Les plats japonais n’échappent pas à l’influence des réseaux sociaux. Pour le meilleur et pour le pire.
Cela fait un moment que les tendances en cuisine et en pâtisserie, comme dans d’autres domaines, naissent sur les réseaux sociaux. Concernant la cuisine japonaise, on peut donner plusieurs exemples au cours de ces dernières années comme : l’omuraisu, les mochi, l’okonomiyaki, les onigiri, le matcha shake, les dorayaki, le karaage, le gâteau mille crêpe, les sando et le pain de mie. Aujourd’hui, c’est au tour du melon pan (pain sur lequel on enduit une pâte sucrée à l’arôme artificiel de melon) ou du bâumkuchen de commencer à occuper le terrain sur les réseaux.
Les raisons de cette tendance sont variées.

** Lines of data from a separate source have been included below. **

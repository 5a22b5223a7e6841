// Licensed to the Apache Software Foundation (ASF) under one
// or more contributor license agreements.  See the NOTICE file
// distributed with this work for additional information
// regarding copyright ownership.  The ASF licenses this file
// to you under the Apache License, Version 2.0 (the
// "License"); you may not use this file except in compliance
// with the License.  You may obtain a copy of the License at
//
//   http://www.apache.org/licenses/LICENSE-2.0
//
// Unless required by applicable law or agreed to in writing,
// software distributed under the License is distributed on an
// "AS IS" BASIS, WITHOUT WARRANTIES OR CONDITIONS OF ANY
// KIND, either express or implied.  See the License for the
// specific language governing permissions and limitations
// under the License.

#![allow(dead_code)]

use std::collections::HashMap;

use rand::Rng;
use rand::SeedableRng;
use rand::rngs::StdRng;
use topk::heavy_hitters::Element;

/// Keys `word-N` with `N` drawn from an exponential distribution of the given mean.
pub fn exponential_words(seed: u64, len: usize, mean: f64) -> Vec<String> {
    let mut rng = StdRng::seed_from_u64(seed);
    (0..len)
        .map(|_| {
            let u: f64 = rng.random();
            let x = -(1.0 - u).ln() * mean;
            format!("word-{}", x as u64)
        })
        .collect()
}

pub fn exact_counts<'a>(items: impl IntoIterator<Item = (&'a str, u64)>) -> HashMap<String, u64> {
    let mut counts = HashMap::new();
    for (key, weight) in items {
        *counts.entry(key.to_string()).or_insert(0) += weight;
    }
    counts
}

/// Keys sorted by exact count descending, then key ascending.
pub fn exact_ranking(counts: &HashMap<String, u64>) -> Vec<(String, u64)> {
    let mut ranking: Vec<(String, u64)> = counts.iter().map(|(k, &v)| (k.clone(), v)).collect();
    ranking.sort_by(|a, b| b.1.cmp(&a.1).then_with(|| a.0.cmp(&b.0)));
    ranking
}

pub fn assert_bounds(element: &Element, exact: u64) {
    let key = String::from_utf8_lossy(element.key());
    assert!(
        element.count() >= exact,
        "estimate lower than exact: key={key}, exact={exact}, estimate={}",
        element.count()
    );
    assert!(
        element.lower_bound() <= exact,
        "error bounds too large: key={key}, count={}, error={}, exact={exact}",
        element.count(),
        element.error()
    );
}

pub fn key_str(element: &Element) -> &str {
    std::str::from_utf8(element.key()).unwrap()
}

Parfois, cela s’explique par le côté spectaculaire comme l’omuraisu en forme de fleur de rose ou comme les copeaux de katsuobushi (bonite râpée) sur l’okonomiyaki qui dansent sous l’effet de la chaleur. Leur charme visuel, comme les fruits sando au motif de fleurs, peut aussi expliquer cet engouement tout comme le retour aux goûts régressifs comme les pains de mie. Ces modes ne viennent pas toujours du Japon. La mode du macha trouverait son origine aux Etats-Unis et il existe des déclinaisons coréenne et taiwanaise des karaage. Parfois, c’est le résultat d’influences mutuelles, ces différentes versions pouvant connaître des évolutions propres qui finissent soit par se ressembler, soit par faire émerger une nouvelle recette. Ainsi les fruits sando, d’origine japonaise, sont également devenus à la mode dans les pays asiatiques.
Ces tendances ne viennent pas forcément du Japon, on l’a vu. Plusieurs restaurants ou marques proposant ces délices japonais en France ne sont pas japonais. Et les équipes qui conçoivent ces mets ne sont pas japonaises non plus. Ces spécialités japonaises semblent avoir gagné un autre statut que leurs aînés ; désormais l’“authenticité” n’est plus déterminante. On est là pour consommer uniquement l’image du Japon, ou des plats du moment. Ce sont aussi des préparations qu’on peut décliner de mille façons différentes, comme l’onigiri ou le mochi dont les saveurs peuvent être adaptées au palais local.
Souvent, les consommateurs ne connaissent ni l’histoire, ni l’origine et le contexte culturel de ces plats. Ils sont consommés simplement comme des produits du moment pour être ensuite délaissés après un temps plus ou moins long. La cuisine japonaise n’est pas la seule victime (souvenons-nous récemment de la vogue à Paris du croissant cookie– une espèce de croissant fourrée à la purée de noisette) et il n’y a pas de raison d’interdire de “jouer avec les plats”, des choses réjouissantes peuvent parfois naître et certains plats pourraient peut-être devenir un classique de demain, comme le “california roll”. Toutefois, aujourd’hui, le rythme est sans doute un peu trop rapide pour qu’un plat s’installe durablement sur une scène culinaire. A la différence des échanges culturels culinaires d’autrefois où c’était d’abord les produits qui avaient voyagé, aujourd’hui ce sont d’abord les images qui circulent avant même qu’on goûte le plat en question, raison pour laquelle il peut s’évaporer aussi vite qu’il est apparu.